# VERY hard to watch - dog in Poland needs help



## Laurie (Sep 20, 2009)

Why do I watch these at work.......how on earth could somebody be so utterly heartless and cruel.

I hope they get the funding to help him.


----------



## Jamm (Mar 28, 2010)

Wow i hate the human race.


----------



## lily101 (Nov 8, 2010)

o my thats terrible!!!! how could anyone do that to a dog????? thats way beyond cruelity!!!!!


----------



## musicgirl (Jul 26, 2009)

I hate people. I want to tear those who did that to him to pieces.
poor baby =(. Hope he gets the help he needs


----------



## Ninde'Gold (Oct 21, 2006)

That is horrific. I was crying on the phone with my mom while watching this. She says someone needs to lock that a$$hole in a cage and set him on fire!! (my mom is all about an eye for an eye).

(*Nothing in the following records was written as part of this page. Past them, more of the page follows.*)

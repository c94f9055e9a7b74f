//! Binary layout of images and object modules.
//!
//! ```text
//! Image  : "CHL\0" version:u32 globals scripts code data autostart inits
//! Object : "CHLO" name:str <image body> extern_vars extern_scripts string_instructions
//!
//! globals  = n:u32 (name:str size:u32)*
//! scripts  = n:u32 (id:u32 name:str params:u32 global_count:u32 address:u32
//!                   locals:(n:u32 str*) source:str)*
//! code     = n:u32 (opcode:u8 mode:u8 type:u8 operand:i32 line:u32)*
//! data     = len:u32 bytes
//! autostart= n:u32 i32*            (script refs, -(p+1) for placeholders)
//! inits    = n:u32 (name:str tag:u8 (f32 | str))*
//! ```

use super::{
    DataSection, DataType, ExternScript, ExternVar, GlobalVar, GlobalVars, Image, InitGlobal,
    InitValue, Instruction, Mode, ObjectModule, Opcode, Operand, PushRejected, Script, SymRef,
};
use crate::{len_u32, ByteReader, ByteWriter, CoreError, CoreResult, MAGIC_IMAGE, MAGIC_OBJECT};

const INIT_TAG_FLOAT: u8 = 0x00;
const INIT_TAG_EXPR: u8 = 0x01;

/// Encoded size of one instruction.
const INSTRUCTION_SIZE: usize = 3 + 4 + 4;

impl Image {
    /// Encode to the persisted image layout.
    pub fn to_bytes(&self) -> Vec<u8> {
        let mut w = ByteWriter::new();
        w.write_bytes(MAGIC_IMAGE);
        write_body(&mut w, self);
        w.into_vec()
    }

    /// Decode from [`Image::to_bytes`] output.
    pub fn from_bytes(data: &[u8]) -> CoreResult<Self> {
        let mut r = ByteReader::new(data);
        expect_magic(&mut r, MAGIC_IMAGE)?;
        let image = read_body(&mut r)?;
        r.finish()?;
        Ok(image)
    }
}

impl ObjectModule {
    /// Encode to the object file layout.
    pub fn to_bytes(&self) -> Vec<u8> {
        let mut w = ByteWriter::new();
        w.write_bytes(MAGIC_OBJECT);
        w.write_str(&self.name);
        write_body(&mut w, &self.image);

        w.write_u32_le(len_u32(self.extern_vars.len()));
        for v in &self.extern_vars {
            w.write_str(&v.name);
            w.write_u32_le(v.index);
        }
        w.write_u32_le(len_u32(self.extern_scripts.len()));
        for s in &self.extern_scripts {
            w.write_str(&s.name);
            w.write_u32_le(s.params);
        }
        w.write_u32_le(len_u32(self.string_instructions.len()));
        for at in &self.string_instructions {
            w.write_u32_le(*at);
        }
        w.into_vec()
    }

    /// Decode from [`ObjectModule::to_bytes`] output.
    pub fn from_bytes(data: &[u8]) -> CoreResult<Self> {
        let mut r = ByteReader::new(data);
        expect_magic(&mut r, MAGIC_OBJECT)?;
        let mut m = ObjectModule::new(r.read_str()?);
        m.image = read_body(&mut r)?;

        let n = r.read_count(8)?;
        for _ in 0..n {
            let name = r.read_str()?;
            let index = r.read_u32_le()?;
            if !m.extern_vars.insert(ExternVar { name, index }) {
                return Err(CoreError::corrupted("duplicate extern variable"));
            }
        }
        let n = r.read_count(8)?;
        for _ in 0..n {
            let name = r.read_str()?;
            let params = r.read_u32_le()?;
            if !m.extern_scripts.insert(ExternScript { name, params }) {
                return Err(CoreError::corrupted("duplicate extern script"));
            }
        }
        let n = r.read_count(4)?;
        for _ in 0..n {
            m.string_instructions.insert(r.read_u32_le()?);
        }
        r.finish()?;
        Ok(m)
    }
}

fn expect_magic(r: &mut ByteReader<'_>, magic: &'static [u8; 4]) -> CoreResult<()> {
    if r.read_bytes(4)? == magic {
        Ok(())
    } else {
        Err(CoreError::InvalidMagic { expected: magic })
    }
}

fn write_body(w: &mut ByteWriter, img: &Image) {
    w.write_u32_le(img.version);

    w.write_u32_le(len_u32(img.globals.len()));
    for g in img.globals.iter() {
        w.write_str(&g.name);
        w.write_u32_le(g.size);
    }

    w.write_u32_le(len_u32(img.scripts.len()));
    for s in &img.scripts {
        w.write_u32_le(s.id);
        w.write_str(&s.name);
        w.write_u32_le(s.param_count);
        w.write_u32_le(s.global_count);
        w.write_u32_le(s.address);
        w.write_u32_le(len_u32(s.local_vars.len()));
        for l in &s.local_vars {
            w.write_str(l);
        }
        w.write_str(&s.source_file);
    }

    w.write_u32_le(len_u32(img.code.len()));
    for ins in &img.code {
        w.write_u8(ins.opcode as u8);
        w.write_u8(ins.mode as u8);
        w.write_u8(ins.data_type as u8);
        w.write_i32_le(ins.operand.word());
        w.write_u32_le(ins.line);
    }

    w.write_blob(img.data.as_bytes());

    w.write_u32_le(len_u32(img.autostart.len()));
    for s in &img.autostart {
        w.write_i32_le(s.encode());
    }

    w.write_u32_le(len_u32(img.inits.len()));
    for init in &img.inits {
        w.write_str(&init.name);
        match &init.value {
            InitValue::Float(v) => {
                w.write_u8(INIT_TAG_FLOAT);
                w.write_f32_le(*v);
            }
            InitValue::Expr(e) => {
                w.write_u8(INIT_TAG_EXPR);
                w.write_str(e);
            }
        }
    }
}

fn read_body(r: &mut ByteReader<'_>) -> CoreResult<Image> {
    let version = r.read_u32_le()?;

    let n = r.read_count(8)?;
    let mut globals = GlobalVars::with_capacity(n);
    for _ in 0..n {
        let name = r.read_str()?;
        let size = r.read_u32_le()?;
        match globals.push(GlobalVar { name, size: size.max(1) }) {
            Ok(_) => {}
            Err(PushRejected::DuplicateName) => return Err(CoreError::corrupted("duplicate global variable name")),
            Err(PushRejected::SlotOverflow) => return Err(CoreError::corrupted("global variables overflow the slot space")),
        }
    }

    let n = r.read_count(28)?;
    let mut scripts = Vec::with_capacity(n);
    for _ in 0..n {
        let id = r.read_u32_le()?;
        let name = r.read_str()?;
        let param_count = r.read_u32_le()?;
        let global_count = r.read_u32_le()?;
        let address = r.read_u32_le()?;
        let locals = r.read_count(4)?;
        let local_vars = (0..locals).map(|_| r.read_str()).collect::<CoreResult<Vec<_>>>()?;
        let source_file = r.read_str()?;
        scripts.push(Script { id, name, param_count, global_count, local_vars, address, source_file });
    }

    let n = r.read_count(INSTRUCTION_SIZE)?;
    let mut code = Vec::with_capacity(n);
    for _ in 0..n {
        code.push(read_instruction(r)?);
    }

    let data = DataSection::from_bytes(r.read_blob()?.to_vec());

    let n = r.read_count(4)?;
    let autostart = (0..n).map(|_| r.read_i32_le().map(SymRef::decode)).collect::<CoreResult<Vec<_>>>()?;

    let n = r.read_count(5)?;
    let mut inits = Vec::with_capacity(n);
    for _ in 0..n {
        let name = r.read_str()?;
        let value = match r.read_u8()? {
            INIT_TAG_FLOAT => InitValue::Float(r.read_f32_le()?),
            INIT_TAG_EXPR => InitValue::Expr(r.read_str()?),
            raw => return Err(CoreError::UnknownCode { what: "initializer", raw }),
        };
        inits.push(InitGlobal { name, value });
    }

    Ok(Image { version, globals, scripts, code, data, autostart, inits })
}

fn read_instruction(r: &mut ByteReader<'_>) -> CoreResult<Instruction> {
    let raw = r.read_u8()?;
    let opcode = Opcode::from_u8(raw).ok_or(CoreError::UnknownCode { what: "opcode", raw })?;
    let raw = r.read_u8()?;
    let mode = Mode::from_u8(raw).ok_or(CoreError::UnknownCode { what: "mode", raw })?;
    let raw = r.read_u8()?;
    let data_type = DataType::from_u8(raw).ok_or(CoreError::UnknownCode { what: "data type", raw })?;
    let word = r.read_i32_le()?;
    let operand = Operand::from_word(opcode, mode, data_type, word)
        .ok_or_else(|| CoreError::corrupted(format!("{opcode} has a negative target {word}")))?;
    let line = r.read_u32_le()?;
    Ok(Instruction { opcode, mode, data_type, operand, line })
}

#[cfg(test)]
mod tests {
    use super::*;
    use crate::bytecode::ModuleBuilder;
    use pretty_assertions::assert_eq;

    fn sample() -> ObjectModule {
        let mut b = ModuleBuilder::new("villager.txt");
        let health = b.global("health");
        b.array("flags", 3);
        b.init("health", InitValue::Float(100.0));
        b.init("flags", InitValue::Expr("2 * 3".into()));
        let ext = b.extern_var("score", 0);
        let other = b.extern_script("reward", 1);
        let main = b.begin_script("villager_main", 0, &["n"]);
        let n = b.local("n").unwrap_or(SymRef::Internal(0));
        b.emit(Instruction::push_float(1.5).at_line(3));
        b.emit(Instruction::store(n));
        b.emit(Instruction::load(health));
        b.emit(Instruction::load(ext));
        b.push_string("hello");
        b.emit(Instruction::call(other));
        b.emit(Instruction::jump(Opcode::Jmp, 0));
        b.emit(Instruction::end());
        b.autostart(main);
        b.finish()
    }

    #[test]
    fn object_roundtrip_keeps_placeholders() -> CoreResult<()> {
        let m = sample();
        let back = ObjectModule::from_bytes(&m.to_bytes())?;
        assert_eq!(back, m);
        assert_eq!(back.image.code[3].operand, Operand::Var(SymRef::External(0)));
        Ok(())
    }

    #[cfg(feature = "serde")]
    #[test]
    fn serde_form_matches_the_binary_form() {
        let m = sample();
        let back: ObjectModule = serde_json::from_str(&serde_json::to_string(&m).unwrap()).unwrap();
        assert_eq!(back, m);

        let img: Image = serde_json::from_str(&serde_json::to_string(&m.image).unwrap()).unwrap();
        assert_eq!(img.to_bytes(), m.image.to_bytes());
        assert_eq!(img.data.string_at(0).as_deref(), Some("hello"));
    }

    #[test]
    fn image_and_object_magics_are_not_interchangeable() {
        let m = sample();
        assert_eq!(
            Image::from_bytes(&m.to_bytes()),
            Err(CoreError::InvalidMagic { expected: MAGIC_IMAGE })
        );
        let img = Image::from_bytes(&m.image.to_bytes());
        assert_eq!(img.as_ref().map(|i| i.code.len()).ok(), Some(8));
    }

    #[test]
    fn unknown_opcode_is_rejected() {
        let mut img = Image::new();
        img.code.push(Instruction::end());
        let mut bytes = img.to_bytes();
        // magic, version, globals, scripts, code count
        let at = 4 * 5;
        assert_eq!(bytes[at], Opcode::End as u8);
        bytes[at] = 0xEE;
        assert!(matches!(Image::from_bytes(&bytes), Err(CoreError::UnknownCode { what: "opcode", raw: 0xEE })));
    }

    #[test]
    fn negative_jump_target_is_corrupt() {
        let mut img = Image::new();
        img.code.push(Instruction::jump(Opcode::Jmp, 0));
        img.code.push(Instruction::end());
        let mut bytes = img.to_bytes();
        // magic, version, globals, scripts, code count, opcode/mode/type
        let at = 4 * 5 + 3;
        assert_eq!(bytes[at - 3], Opcode::Jmp as u8);
        bytes[at..at + 4].copy_from_slice(&(-1i32).to_le_bytes());
        assert_eq!(Image::from_bytes(&bytes), Err(CoreError::corrupted("JMP has a negative target -1")));
    }

    #[test]
    fn oversized_globals_are_corrupt() {
        let mut w = ByteWriter::new();
        w.write_bytes(MAGIC_IMAGE);
        w.write_u32_le(crate::CHL_VERSION);
        w.write_u32_le(2);
        w.write_str("huge");
        w.write_u32_le(u32::MAX);
        w.write_str("next");
        w.write_u32_le(1);
        assert_eq!(
            Image::from_bytes(&w.into_vec()),
            Err(CoreError::corrupted("global variables overflow the slot space"))
        );
    }
}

I really hope he gets the help he needs.


----------



## Kally76 (Jun 14, 2010)

That is horrible! I know people may think I am harsh, but if they didn't have any money up front to help him, they should have put him to sleep. He shouldn't have to walk around in such excruciating pain. I know this was in no way his fault but making him stay like that while waiting on funds is cruel too.


----------